For this reason, DanceSafe promotes drug testing, in which users can test their drugs and verify what they are. Clubs and festivals are quite hesitant to allow a practice that openly acknowledges drug use, but they also eschew much more mundane harm reduction practices, such as chill rooms. While the RAVE Act has led to few actual crackdowns, the larger effect has been to cause clubs and festivals to self-police. Proprietors “play it safe” by disallowing any education or safety practices that indicate that their patrons use drugs.
This is not just paranoia on the part of club owners. The actual language of the bill mentions chill rooms:
“Because rave promoters know that Ecstasy causes the body temperature in a user to rise and as a result causes the user to become very thirsty, many rave promoters facilitate and profit from flagrant drug use at rave parties or events by selling over-priced bottles of water and charging entrance fees to `chill-rooms’ where users can cool down.”
The text goes on to mention glow sticks, massage oil and pacifiers as other ways that clubs profit off of drug use.
“The RAVE Act has sent a chill through the industry,” says Sferios. “Lawyers are advising clubs not to work with harm reduction groups. The RAVE Act is written so vaguely that people are afraid to do anything that acknowledges that drugs are being used in their venue.”
In the background of all of this, of course, is national drug prohibition. If MDMA were not criminalized, fake drugs and lack of education would be a fraction of the problem that they are today.
“It’s easier to get Molly than alcohol, because at least with alcohol you have to get an adult to buy it for you,” Sferios noted.

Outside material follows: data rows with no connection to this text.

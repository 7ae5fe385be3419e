//! Image region detection.
//!
//! Regions are the page-space rectangles of placed image XObjects and of
//! large filled vector rectangles (colored boxes used as image placeholders).

use crate::config::ClassifierConfig;
use crate::content::{PageScene, SceneItem};
use crate::geometry::Rect;
use serde::Serialize;

/// Origin of an image region.
#[derive(Debug, Clone, Copy, PartialEq, Eq, Serialize)]
pub enum RegionKind {
    /// A placed image XObject or inline image
    Image,
    /// A large filled rectangle
    VectorFill,
}

/// A rectangle treated as pictorial content.
#[derive(Debug, Clone, Copy, PartialEq)]
pub struct ImageRegion {
    /// Rectangle in top-left page coordinates
    pub rect: Rect,
    /// Where the region came from
    pub kind: RegionKind,
}

/// Collect the image regions of a page in content order.
///
/// Vector fills qualify when both sides exceed `min_region_side` and they
/// cover less than `max_page_coverage` of the page, so full-page background
/// fills do not swallow every block.
pub fn find_image_regions(scene: &PageScene, config: &ClassifierConfig) -> Vec<ImageRegion> {
    let page_area = scene.page.width() * scene.page.height();
    let mut regions = Vec::new();
    for item in &scene.items {
        match item {
            SceneItem::Image(image) => {
                let rect = image.rect(&scene.page);
                if !rect.is_empty() {
                    regions.push(ImageRegion {
                        rect,
                        kind: RegionKind::Image,
                    });
                }
            },
            SceneItem::Path(path) => {
                for rect in path.filled_rects(&scene.page) {
                    let large =
                        rect.width() > config.min_region_side && rect.height() > config.min_region_side;
                    let background =
                        page_area > 0.0 && rect.area() / page_area >= config.max_page_coverage;
                    if large && !background {
                        regions.push(ImageRegion {
                            rect,
                            kind: RegionKind::VectorFill,
                        });
                    }
                }
            },
            SceneItem::Text(_) => {},
        }
    }
    log::trace!("Page {}: {} image regions", scene.page.index, regions.len());
    regions
}
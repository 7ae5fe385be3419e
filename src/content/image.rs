//! Reading image XObjects into [`EncodedImage`]s.

use super::ccitt::{decode_ccitt, CcittParams};
use super::scene::{EncodedImage, ImageColor, ImageFilter, ImageSource};
use crate::document::{dict_get, name, number, resolve, stream_data};
use lopdf::{Document, Object, Stream};

/// Read an image XObject.
///
/// `fill_color` is used when the image is a stencil mask.
pub fn read_image(doc: &Document, stream: &Stream, fill_color: [f32; 3]) -> ImageSource {
    let dict = &stream.dict;
    let width = dict_get(doc, dict, b"Width").and_then(number).unwrap_or(0.0) as u32;
    let height = dict_get(doc, dict, b"Height").and_then(number).unwrap_or(0.0) as u32;
    if width == 0 || height == 0 {
        return ImageSource::Unsupported;
    }

    let is_mask = matches!(dict_get(doc, dict, b"ImageMask"), Some(Object::Boolean(true)));
    let bits_per_component = if is_mask {
        1
    } else {
        dict_get(doc, dict, b"BitsPerComponent")
            .and_then(number)
            .unwrap_or(8.0) as u8
    };

    let color = if is_mask {
        ImageColor::Gray
    } else {
        dict_get(doc, dict, b"ColorSpace")
            .map(|cs| image_color(doc, cs))
            .unwrap_or(ImageColor::Unknown)
    };

    let inverted = match dict_get(doc, dict, b"Decode") {
        Some(Object::Array(items)) => items
            .first()
            .and_then(|o| resolve(doc, o))
            .and_then(number)
            .is_some_and(|first| first > 0.5),
        _ => false,
    };

    let filters = filter_names(doc, dict);
    let (filter, data) = match filters.as_slice() {
        [] => (ImageFilter::Raw, stream.content.clone()),
        [only] if only == "DCTDecode" || only == "DCT" => (ImageFilter::Dct, stream.content.clone()),
        [only] if only == "CCITTFaxDecode" || only == "CCF" => {
            let params = CcittParams::from_parms(doc, dict_get(doc, dict, b"DecodeParms"), width, height);
            let data = decode_ccitt(&stream.content, &params);
            return ImageSource::Encoded(EncodedImage {
                width: params.columns,
                height,
                bits_per_component: 1,
                color: ImageColor::Gray,
                filter: ImageFilter::Raw,
                data,
                is_mask,
                mask_color: fill_color,
                inverted,
            });
        },
        // TODO: JPX and JBIG2 images on rebuilt pages still render as placeholders
        names if names.iter().any(|n| n == "JPXDecode" || n == "JBIG2Decode" || n == "CCITTFaxDecode") => {
            log::debug!("Image filter {:?} not supported, using placeholder", names);
            return ImageSource::Unsupported;
        },
        _ => match stream_data(stream) {
            Some(data) => (ImageFilter::Raw, data),
            None => {
                log::debug!("Image stream could not be decompressed ({:?})", filters);
                return ImageSource::Unsupported;
            },
        },
    };

    ImageSource::Encoded(EncodedImage {
        width,
        height,
        bits_per_component,
        color,
        filter,
        data,
        is_mask,
        mask_color: fill_color,
        inverted,
    })
}

fn filter_names(doc: &Document, dict: &lopdf::Dictionary) -> Vec<String> {
    match dict_get(doc, dict, b"Filter") {
        Some(Object::Name(n)) => vec![String::from_utf8_lossy(n).into_owned()],
        Some(Object::Array(items)) => items
            .iter()
            .filter_map(|o| resolve(doc, o).and_then(name))
            .collect(),
        _ => Vec::new(),
    }
}

/// Classify an image color space object.
pub fn image_color(doc: &Document, cs: &Object) -> ImageColor {
    match cs {
        Object::Name(n) => match n.as_slice() {
            b"DeviceGray" | b"CalGray" | b"G" => ImageColor::Gray,
            b"DeviceRGB" | b"CalRGB" | b"RGB" => ImageColor::Rgb,
            b"DeviceCMYK" | b"CMYK" => ImageColor::Cmyk,
            _ => ImageColor::Unknown,
        },
        Object::Array(items) => {
            let family = items.first().and_then(|o| resolve(doc, o)).and_then(name);
            match family.as_deref() {
                Some("ICCBased") => {
                    let n = match items.get(1).and_then(|o| resolve(doc, o)) {
                        Some(Object::Stream(s)) => dict_get(doc, &s.dict, b"N").and_then(number),
                        _ => None,
                    };
                    match n.map(|n| n as u32) {
                        Some(1) => ImageColor::Gray,
                        Some(4) => ImageColor::Cmyk,
                        _ => ImageColor::Rgb,
                    }
                },
                Some("CalGray") => ImageColor::Gray,
                Some("CalRGB") | Some("Lab") => ImageColor::Rgb,
                Some("Indexed") | Some("I") => {
                    let base = items
                        .get(1)
                        .and_then(|o| resolve(doc, o))
                        .map(|b| image_color(doc, b));
                    let base_components = match base {
                        Some(ImageColor::Gray) => 1,
                        Some(ImageColor::Cmyk) => 4,
                        _ => 3,
                    };
                    let palette = match items.get(3).and_then(|o| resolve(doc, o)) {
                        Some(Object::String(bytes, _)) => bytes.clone(),
                        Some(Object::Stream(s)) => stream_data(s).unwrap_or_default(),
                        _ => Vec::new(),
                    };
                    ImageColor::Indexed {
                        base_components,
                        palette,
                    }
                },
                _ => ImageColor::Unknown,
            }
        },
        _ => ImageColor::Unknown,
    }
}

#[cfg(test)]
mod tests {
    use super::*;
    use lopdf::dictionary;

    #[test]
    fn test_raw_rgb_image() {
        let doc = Document::with_version("1.5");
        let stream = Stream::new(
            dictionary! {
                "Type" => "XObject",
                "Subtype" => "Image",
                "Width" => 2,
                "Height" => 1,
                "ColorSpace" => "DeviceRGB",
                "BitsPerComponent" => 8,
            },
            vec![255, 0, 0, 0, 0, 255],
        );
        let ImageSource::Encoded(img) = read_image(&doc, &stream, [0.0; 3]) else {
            panic!("expected encoded image");
        };
        assert_eq!((img.width, img.height), (2, 1));
        assert_eq!(img.color, ImageColor::Rgb);
        assert_eq!(img.filter, ImageFilter::Raw);
        assert_eq!(img.data.len(), 6);
    }

    #[test]
    fn test_stencil_mask_takes_fill_color() {
        let doc = Document::with_version("1.5");
        let stream = Stream::new(
            dictionary! {
                "Width" => 8,
                "Height" => 1,
                "ImageMask" => true,
            },
            vec![0b1010_1010],
        );
        let ImageSource::Encoded(img) = read_image(&doc, &stream, [1.0, 0.0, 0.0]) else {
            panic!("expected encoded image");
        };
        assert!(img.is_mask);
        assert_eq!(img.bits_per_component, 1);
        assert_eq!(img.mask_color, [1.0, 0.0, 0.0]);
    }

    #[test]
    fn test_ccitt_image_decodes_to_one_bit_gray() {
        let doc = Document::with_version("1.5");
        let stream = Stream::new(
            dictionary! {
                "Width" => 8,
                "Height" => 2,
                "ColorSpace" => "DeviceGray",
                "BitsPerComponent" => 1,
                "Filter" => "CCITTFaxDecode",
                "DecodeParms" => dictionary! { "K" => -1, "Columns" => 8, "Rows" => 2 },
            },
            vec![0b1100_0000, 0b0000_0100, 0b0000_0000, 0b0100_0000],
        );
        let ImageSource::Encoded(img) = read_image(&doc, &stream, [0.0; 3]) else {
            panic!("expected encoded image");
        };
        assert_eq!(img.filter, ImageFilter::Raw);
        assert_eq!(img.bits_per_component, 1);
        assert_eq!(img.color, ImageColor::Gray);
        assert_eq!(img.data, vec![0xFF, 0xFF]);
    }

    #[test]
    fn test_unsupported_filter() {
        let doc = Document::with_version("1.5");
        let stream = Stream::new(
            dictionary! {
                "Width" => 4,
                "Height" => 4,
                "Filter" => "JPXDecode",
            },
            vec![0; 16],
        );
        assert_eq!(read_image(&doc, &stream, [0.0; 3]), ImageSource::Unsupported);
    }
}
//! Source document model.
//!
//! Wraps a loaded [`lopdf::Document`] together with the page geometry the
//! pipeline needs (MediaBox, rotation), and provides the object-resolution
//! helpers the content interpreter and font loader share.

use crate::error::{Error, Result};
use crate::geometry::{Point, Rect};
use lopdf::{Dictionary, Document, Object, ObjectId};
use std::path::Path;

/// Maximum number of indirect references followed when resolving an object.
const MAX_RESOLVE_DEPTH: usize = 32;

/// Maximum depth of the page tree walked for inherited attributes.
const MAX_INHERIT_DEPTH: usize = 64;

/// US Letter, used when a page has no usable MediaBox.
const DEFAULT_MEDIA_BOX: Rect = Rect {
    x0: 0.0,
    y0: 0.0,
    x1: 612.0,
    y1: 792.0,
};

/// Geometry of a single page.
#[derive(Debug, Clone, PartialEq)]
pub struct PageInfo {
    /// Zero-based page index
    pub index: usize,
    /// Page object id
    pub id: ObjectId,
    /// MediaBox in PDF user space (y up)
    pub media_box: Rect,
    /// Page rotation in degrees (0, 90, 180, 270)
    pub rotation: i64,
}

impl PageInfo {
    /// Page width in points.
    pub fn width(&self) -> f32 {
        self.media_box.width()
    }

    /// Page height in points.
    pub fn height(&self) -> f32 {
        self.media_box.height()
    }

    /// Convert a user-space point to top-left page coordinates.
    ///
    /// # Examples
    ///
    /// ```
    /// use pdf_retext::document::PageInfo;
    /// use pdf_retext::geometry::Rect;
    ///
    /// let page = PageInfo {
    ///     index: 0,
    ///     id: (1, 0),
    ///     media_box: Rect::new(0.0, 0.0, 612.0, 792.0),
    ///     rotation: 0,
    /// };
    /// let p = page.user_to_page(72.0, 720.0);
    /// assert_eq!((p.x, p.y), (72.0, 72.0));
    /// ```
    pub fn user_to_page(&self, x: f32, y: f32) -> Point {
        Point::new(x - self.media_box.x0, self.media_box.y1 - y)
    }
}

/// A read-only input PDF.
pub struct SourceDocument {
    doc: Document,
    pages: Vec<PageInfo>,
}

impl std::fmt::Debug for SourceDocument {
    fn fmt(&self, f: &mut std::fmt::Formatter<'_>) -> std::fmt::Result {
        f.debug_struct("SourceDocument")
            .field("version", &self.doc.version)
            .field("pages", &self.pages.len())
            .finish_non_exhaustive()
    }
}

impl SourceDocument {
    /// Open a PDF from a file path.
    ///
    /// # Example
    ///
    /// ```no_run
    /// use pdf_retext::SourceDocument;
    ///
    /// let doc = SourceDocument::open("handout.pdf")?;
    /// println!("{} pages", doc.page_count());
    /// # Ok::<(), pdf_retext::Error>(())
    /// ```
    pub fn open(path: impl AsRef<Path>) -> Result<Self> {
        let path = path.as_ref();
        log::debug!("Opening {}", path.display());
        let doc = Document::load(path)?;
        Self::from_document(doc)
    }

    /// Load a PDF from memory.
    pub fn from_bytes(bytes: &[u8]) -> Result<Self> {
        let doc = Document::load_mem(bytes)?;
        Self::from_document(doc)
    }

    /// Wrap an already-loaded document.
    pub fn from_document(doc: Document) -> Result<Self> {
        let page_ids = doc.get_pages();
        if page_ids.is_empty() {
            return Err(Error::InvalidPdf("document has no pages".to_string()));
        }

        let pages = page_ids
            .values()
            .enumerate()
            .map(|(index, &id)| read_page_info(&doc, index, id))
            .collect::<Result<Vec<_>>>()?;

        log::debug!("Loaded document with {} pages", pages.len());
        Ok(Self { doc, pages })
    }

    /// Number of pages.
    pub fn page_count(&self) -> usize {
        self.pages.len()
    }

    /// Geometry of every page, in document order.
    pub fn pages(&self) -> &[PageInfo] {
        &self.pages
    }

    /// Geometry of one page.
    pub fn page(&self, index: usize) -> Option<&PageInfo> {
        self.pages.get(index)
    }

    /// The underlying object model.
    pub fn inner(&self) -> &Document {
        &self.doc
    }

    /// The page dictionary for a page.
    pub fn page_dict(&self, page: &PageInfo) -> Result<&Dictionary> {
        match self.doc.get_object(page.id)? {
            Object::Dictionary(dict) => Ok(dict),
            _ => Err(Error::InvalidPdf(format!(
                "page {} is not a dictionary",
                page.index
            ))),
        }
    }

    /// The page's concatenated content stream, decompressed.
    ///
    /// A page with no `/Contents` yields an empty buffer.
    pub fn page_content(&self, page: &PageInfo) -> Result<Vec<u8>> {
        let dict = self.page_dict(page)?;
        let Some(contents) = dict_get(&self.doc, dict, b"Contents") else {
            return Ok(Vec::new());
        };
        match contents {
            Object::Stream(_) | Object::Array(_) => {
                Ok(self.doc.get_page_content(page.id).map_err(|e| Error::Content {
                    page: page.index,
                    reason: e.to_string(),
                })?)
            },
            _ => Ok(Vec::new()),
        }
    }

    /// The page's resource dictionary, honoring inheritance.
    pub fn page_resources(&self, page: &PageInfo) -> Option<&Dictionary> {
        let dict = self.page_dict(page).ok()?;
        match inherited_attr(&self.doc, dict, b"Resources")? {
            Object::Dictionary(res) => Some(res),
            _ => None,
        }
    }
}

fn read_page_info(doc: &Document, index: usize, id: ObjectId) -> Result<PageInfo> {
    let dict = match doc.get_object(id)? {
        Object::Dictionary(dict) => dict,
        _ => return Err(Error::InvalidPdf(format!("page {} is not a dictionary", index))),
    };

    let media_box = inherited_attr(doc, dict, b"MediaBox")
        .and_then(|obj| rect_from_array(doc, obj))
        .filter(|r| !r.is_empty())
        .unwrap_or_else(|| {
            log::warn!("Page {} has no usable MediaBox, assuming Letter", index);
            DEFAULT_MEDIA_BOX
        });

    let rotation = inherited_attr(doc, dict, b"Rotate")
        .and_then(|obj| match obj {
            Object::Integer(i) => Some(i.rem_euclid(360)),
            Object::Real(r) => Some((*r as i64).rem_euclid(360)),
            _ => None,
        })
        .unwrap_or(0);

    Ok(PageInfo {
        index,
        id,
        media_box,
        rotation,
    })
}

/// Follow indirect references until a direct object is reached.
pub fn resolve<'a>(doc: &'a Document, obj: &'a Object) -> Option<&'a Object> {
    let mut current = obj;
    for _ in 0..MAX_RESOLVE_DEPTH {
        match current {
            Object::Reference(id) => current = doc.get_object(*id).ok()?,
            _ => return Some(current),
        }
    }
    log::warn!("Reference chain too deep, giving up");
    None
}

/// Look up a dictionary key and resolve the value.
pub fn dict_get<'a>(doc: &'a Document, dict: &'a Dictionary, key: &[u8]) -> Option<&'a Object> {
    let obj = dict.get(key).ok()?;
    resolve(doc, obj)
}

/// Look up a key that resolves to a dictionary.
pub fn dict_get_dict<'a>(
    doc: &'a Document,
    dict: &'a Dictionary,
    key: &[u8],
) -> Option<&'a Dictionary> {
    match dict_get(doc, dict, key)? {
        Object::Dictionary(d) => Some(d),
        Object::Stream(s) => Some(&s.dict),
        _ => None,
    }
}

/// Look up a page attribute, walking up `/Parent` links when absent.
pub fn inherited_attr<'a>(
    doc: &'a Document,
    page: &'a Dictionary,
    key: &[u8],
) -> Option<&'a Object> {
    let mut node = page;
    for _ in 0..MAX_INHERIT_DEPTH {
        if let Some(value) = dict_get(doc, node, key) {
            return Some(value);
        }
        node = match dict_get(doc, node, b"Parent")? {
            Object::Dictionary(parent) => parent,
            _ => return None,
        };
    }
    None
}

/// Raw bytes of a stream, decompressed when it carries a filter.
///
/// Returns `None` when the filter is unsupported.
pub fn stream_data(stream: &lopdf::Stream) -> Option<Vec<u8>> {
    if stream.dict.get(b"Filter").is_ok() {
        stream.decompressed_content().ok()
    } else {
        Some(stream.content.clone())
    }
}

/// Numeric value of an object.
pub fn number(obj: &Object) -> Option<f32> {
    match obj {
        Object::Integer(i) => Some(*i as f32),
        Object::Real(r) => Some(*r),
        _ => None,
    }
}

/// Name value of an object as a string.
pub fn name(obj: &Object) -> Option<String> {
    match obj {
        Object::Name(n) => Some(String::from_utf8_lossy(n).into_owned()),
        _ => None,
    }
}

/// Read a four-number array as a normalized rectangle.
pub fn rect_from_array(doc: &Document, obj: &Object) -> Option<Rect> {
    let Object::Array(items) = resolve(doc, obj)? else {
        return None;
    };
    if items.len() != 4 {
        return None;
    }
    let mut v = [0.0f32; 4];
    for (slot, item) in v.iter_mut().zip(items) {
        *slot = number(resolve(doc, item)?)?;
    }
    Some(Rect::new(
        v[0].min(v[2]),
        v[1].min(v[3]),
        v[0].max(v[2]),
        v[1].max(v[3]),
    ))
}

/// Read a six-number array as a matrix.
pub fn matrix_from_array(doc: &Document, obj: &Object) -> Option<[f32; 6]> {
    let Object::Array(items) = resolve(doc, obj)? else {
        return None;
    };
    if items.len() != 6 {
        return None;
    }
    let mut m = [0.0f32; 6];
    for (slot, item) in m.iter_mut().zip(items) {
        *slot = number(resolve(doc, item)?)?;
    }
    Some(m)
}

#[cfg(test)]
mod tests {
    use super::*;
    use lopdf::dictionary;

    fn doc_with_page(page_extra: Dictionary, parent_extra: Dictionary) -> Document {
        let mut doc = Document::with_version("1.5");
        let pages_id = doc.new_object_id();
        let mut page = dictionary! {
            "Type" => "Page",
            "Parent" => pages_id,
        };
        for (k, v) in page_extra.iter() {
            page.set(k.clone(), v.clone());
        }
        let page_id = doc.add_object(page);
        let mut pages = dictionary! {
            "Type" => "Pages",
            "Kids" => vec![page_id.into()],
            "Count" => 1,
        };
        for (k, v) in parent_extra.iter() {
            pages.set(k.clone(), v.clone());
        }
        doc.objects.insert(pages_id, Object::Dictionary(pages));
        let catalog_id = doc.add_object(dictionary! {
            "Type" => "Catalog",
            "Pages" => pages_id,
        });
        doc.trailer.set("Root", catalog_id);
        doc
    }

    #[test]
    fn test_media_box_and_rotation_inherited() {
        let doc = doc_with_page(
            Dictionary::new(),
            dictionary! {
                "MediaBox" => vec![0.into(), 0.into(), 300.into(), 400.into()],
                "Rotate" => 90,
            },
        );
        let source = SourceDocument::from_document(doc).unwrap();
        assert_eq!(source.page_count(), 1);
        let page = source.page(0).unwrap();
        assert_eq!(page.media_box, Rect::new(0.0, 0.0, 300.0, 400.0));
        assert_eq!(page.rotation, 90);
    }

    #[test]
    fn test_missing_media_box_defaults_to_letter() {
        let doc = doc_with_page(Dictionary::new(), Dictionary::new());
        let source = SourceDocument::from_document(doc).unwrap();
        let page = source.page(0).unwrap();
        assert_eq!(page.width(), 612.0);
        assert_eq!(page.height(), 792.0);
        assert!(source.page_content(page).unwrap().is_empty());
    }

    #[test]
    fn test_user_to_page_with_offset_media_box() {
        let page = PageInfo {
            index: 0,
            id: (1, 0),
            media_box: Rect::new(10.0, 20.0, 210.0, 320.0),
            rotation: 0,
        };
        let p = page.user_to_page(10.0, 320.0);
        assert_eq!((p.x, p.y), (0.0, 0.0));
    }

    #[test]
    fn test_resolve_follows_references() {
        let mut doc = Document::with_version("1.5");
        let target = doc.add_object(Object::Integer(42));
        let reference = Object::Reference(target);
        assert_eq!(resolve(&doc, &reference), Some(&Object::Integer(42)));
        assert_eq!(resolve(&doc, &Object::Reference((99, 0))), None);
    }

    #[test]
    fn test_garbage_bytes_are_rejected() {
        assert!(SourceDocument::from_bytes(b"not a pdf").is_err());
    }
}
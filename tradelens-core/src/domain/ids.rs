//! Identifier newtypes for persisted entities.
//!
//! All ids are plain integers assigned by the persistence collaborator. The
//! newtypes keep a trade id from being passed where an instrument id is expected.

use serde::{Deserialize, Serialize};
use std::fmt;

macro_rules! entity_id {
    ($(#[$meta:meta])* $name:ident) => {
        $(#[$meta])*
        #[derive(Debug, Clone, Copy, PartialEq, Eq, PartialOrd, Ord, Hash, Serialize, Deserialize)]
        #[serde(transparent)]
        pub struct $name(pub u64);

        impl $name {
            pub fn new(id: u64) -> Self {
                Self(id)
            }
        }

        impl From<u64> for $name {
            fn from(id: u64) -> Self {
                Self(id)
            }
        }

        impl fmt::Display for $name {
            fn fmt(&self, f: &mut fmt::Formatter<'_>) -> fmt::Result {
                write!(f, "{}", self.0)
            }
        }
    };
}

entity_id!(
    /// Trade id.
    TradeId
);
entity_id!(
    /// Order id.
    OrderId
);
entity_id!(
    /// Instrument id.
    InstrumentId
);
entity_id!(
    /// Strategy id.
    StrategyId
);
entity_id!(
    /// Tag id.
    TagId
);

Shelley Goldsmith was a casualty of a culture with inherent risks that become much more acute under current policy. If her mother is successful in amending the more destructive effects of the RAVE Act, many fewer parents will have to endure what has driven her to this cause.
**The original version of this article quoted Emanuel Sferios as saying “300mg won’t kill you.” He has since written asking us to include the word likely, adding in his email: “The truth is people have died after taking even less MDMA than that, and I would never make the statement that MDMA ‘won’t kill you.’ The issue (as you explain well in the rest of the article), is that there are multiple factors involved.”
I think the original version of the article was more correct. 300mg won’t kill you (by itself). And this is how we usually talk about intoxicating substances when they are legal. An above average dose of alcohol won’t kill you (by itself), and few would question the wording in that case. Some have died using that amount of alcohol, however. Stumbled and fallen. Barfed in their sleep and choked. Driven and crashed. Etc.
Most drugs (including alcohol) do have inherent risks that go with them, but those risks need to be in perspective. It doesn’t help when we use more favorable language with one substance than another based on arbitrary criteria like legality.